Cliniprompt is a project in conjunction with UW-Madison and UC-Berkeley! We are trying to create a unified, easy-to-use prompt engineering tool that allows anyone to create optimal prompts for their own usecase.
Run git clone https://github.com/KaluJo/cliniprompt-public
or use Github Desktop to download the repository to your desired location.
Run cd CliniPrompt
to enter the repository.
Run npm install
. This should install all necessary packages, which are listed under package.json
.
To successfully run CliniPrompt, you need a valid OpenAI API key as well as a configured Firebase project.
After obtaining an OpenAI API key, please copy and paste it into the ### OPENAI API KEY ###
field in the api/api.py folder.
After configuring a Firebase project, please update the firebaseConfig
data within the firebase.js file in /src.
Note: If the project needs to be hosted, these will need to be configured as environment variables.
Run npm start
. This terminal session will be your local react server.
Open a new terminal session.
Run cd api
to navigate to the api
directory.
Run flask run
. This terminal session will be the flask server.
Now, you can experiment with the app on http://localhost:3000/!
CliniPrompt uses a UI component library called Mantine. This powerful library streamlines the development process, giving access to useful components such as "NavLink" for navbar links and beautifully styled buttons.
The frontend is separated into separate components. For example, the Navbar.js file contains the component that renders the navbar used to navigate between different sections of the app.
The main functionality of the app—prompt creation—is separated into two components, PromptInput.js and PromptEvaluate.js. PromptInput helps select the use-case, LLM, starter prompt, and # of examples. After selection, we move to PromptEvaluate, where the user can approve or reject various examples and evaluate the final prompt. In the end, the prompt is added to the database.

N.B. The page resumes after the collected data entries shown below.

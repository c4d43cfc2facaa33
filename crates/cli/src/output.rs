//! Terminal output.
//!
//! Command results go to stdout so they can be piped; diagnostics go
//! through `tracing` to stderr.

#![allow(clippy::print_stdout)]

use serde::Serialize;
use shapeshift_core::{Category, IndianLocaleFormatter, PriceFormatter, Product};

use crate::commands::CliError;

/// Print `value` as pretty JSON.
///
/// # Errors
///
/// Returns an error if `value` cannot be serialized.
pub fn json<T: Serialize + ?Sized>(value: &T) -> Result<(), CliError> {
    println!("{}", serde_json::to_string_pretty(value)?);
    Ok(())
}

/// Print one line.
pub fn line(text: &str) {
    println!("{text}");
}

/// One-line product summary: id, name, price, stock, category, status.
#[must_use]
pub fn product_row(product: &Product) -> String {
    let formatter = IndianLocaleFormatter::default();
    format!(
        "{:<28} {:<36} {:>10} {:>6}  {}{}",
        product.id.as_str(),
        product.name,
        formatter.format(product.price),
        product.total_stock(),
        product.category,
        if product.is_active { "" } else { "  (inactive)" },
    )
}

/// One-line category summary, children indented.
#[must_use]
pub fn category_rows(category: &Category) -> Vec<String> {
    let mut rows = vec![format!("{:<28} {}", category.id.as_str(), category.label())];
    rows.extend(
        category
            .subcategories
            .iter()
            .map(|child| format!("  {:<26} {}", child.id.as_str(), child.label())),
    );
    rows
}

#[cfg(test)]
#[allow(clippy::indexing_slicing)]
mod tests {
    use shapeshift_core::Category;

    use super::*;

    #[test]
    fn test_category_rows_indent_children() {
        let mut parent = Category::new("supplements", "Supplements");
        parent.subcategories = vec![Category::new("protein", "Protein")];

        let rows = category_rows(&parent);
        assert_eq!(rows.len(), 2);
        assert!(rows[0].starts_with("supplements"));
        assert!(rows[1].starts_with("  protein"));
        assert!(rows[1].ends_with("Protein"));
    }
}
//! ShapeShift Core - Shared types library.
//!
//! This crate provides common types used across all ShapeShift components:
//! - `storefront` - Cart, address book, checkout and catalog state plus the
//!   HTTP service that exposes them
//! - `cli` - Catalog administration against the upstream REST API
//!
//! # Architecture
//!
//! The core crate contains only types and traits - no I/O, no storage, no
//! HTTP clients. This keeps it lightweight and allows it to be used anywhere.
//!
//! # Modules
//!
//! - [`types`] - Products, categories, images, prices, addresses and
//!   type-safe IDs

#![cfg_attr(not(test), forbid(unsafe_code))]

pub mod types;

pub use types::*;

This project is intended to function as a generalizable open-source project for crowdsourcing prompt data. If you would like to use this project for a use-case apart from hospital/clinical setting, you can do so! However, this will require changing some of the ground-truth examples to better fit your specific use-case.
The backend of CliniPrompt can be separated into three main sections: user authentification, data storage, and prompt evaluations. Below are more details regarding our implementation of each.
When a user signs into CliniPrompt, we assign a unique user id per user. This opens the functionality of the rest of the tabs. We store the account information in google firebase as future reference. Please check Auth.js, Home.js, and HomeLogin.js for our auth implementation.
We store a variety of databases in Cliniprompt. These databases can be categorized into our prompt database, in-context exemplars database, and self-consistency database. Within the prompt creator pipeline, we store a variety of information related to each prompt. Below is the schema we chose to implement this information. We push information to the firebase only during user account setup and when the final prompt is finalized. This simplifies our overhead and load when it comes to calls to our data.
naive_prompt - String final_prompt - String timestamp - Timestamp uid - String examples - Int : String LLM - String Usecase - String Perplexity - Number Self-consistency - Number
doctor - String patient - String Creator-prompt - String (If applicable)
doctor - String (Hand-chosen Exemplars) patient - String (Hand-chosen Exemplars)
Prompt evaluations are the backbone of the backend implementation of CliniPrompt. During version one of CliniPrompt, we narrowed down our focus to perplexity and self-consistency, both proven propt evaluation metrics. Please see related work for more information. As OpenAI API deprecated many functionalities related to log probabilities and other metrics, we chose to utilize legacy API calls through a backend implemented in python. Here, we develop scripts to quickly calculate metrics using LLMs such as GPT-3.5-Turbo, GPT-4, and LLaMA. Our simple-to-follow implementation can be found under CliniPrompt/api/api.py. In order to integrate our python scripts into our JavaScript project, we chose to utilize flask. Specifically, axios helps us send HTTP calls and POST commands allow us to retrieve the given information from our frontend. This code can be found in CliniPrompt/src/pages/Prompting.js and CliniPrompt/src/components/prompt_evaluate/PrommptEvaluate.js.
Wang, Xuezhi, et al. "Self-consistency improves chain of thought reasoning in language models." arXiv preprint arXiv:2203.11171 (2022).
Gonen, Hila, et al. "Demystifying prompts in language models via perplexity estimation." arXiv preprint arXiv:2212.04037 (2022).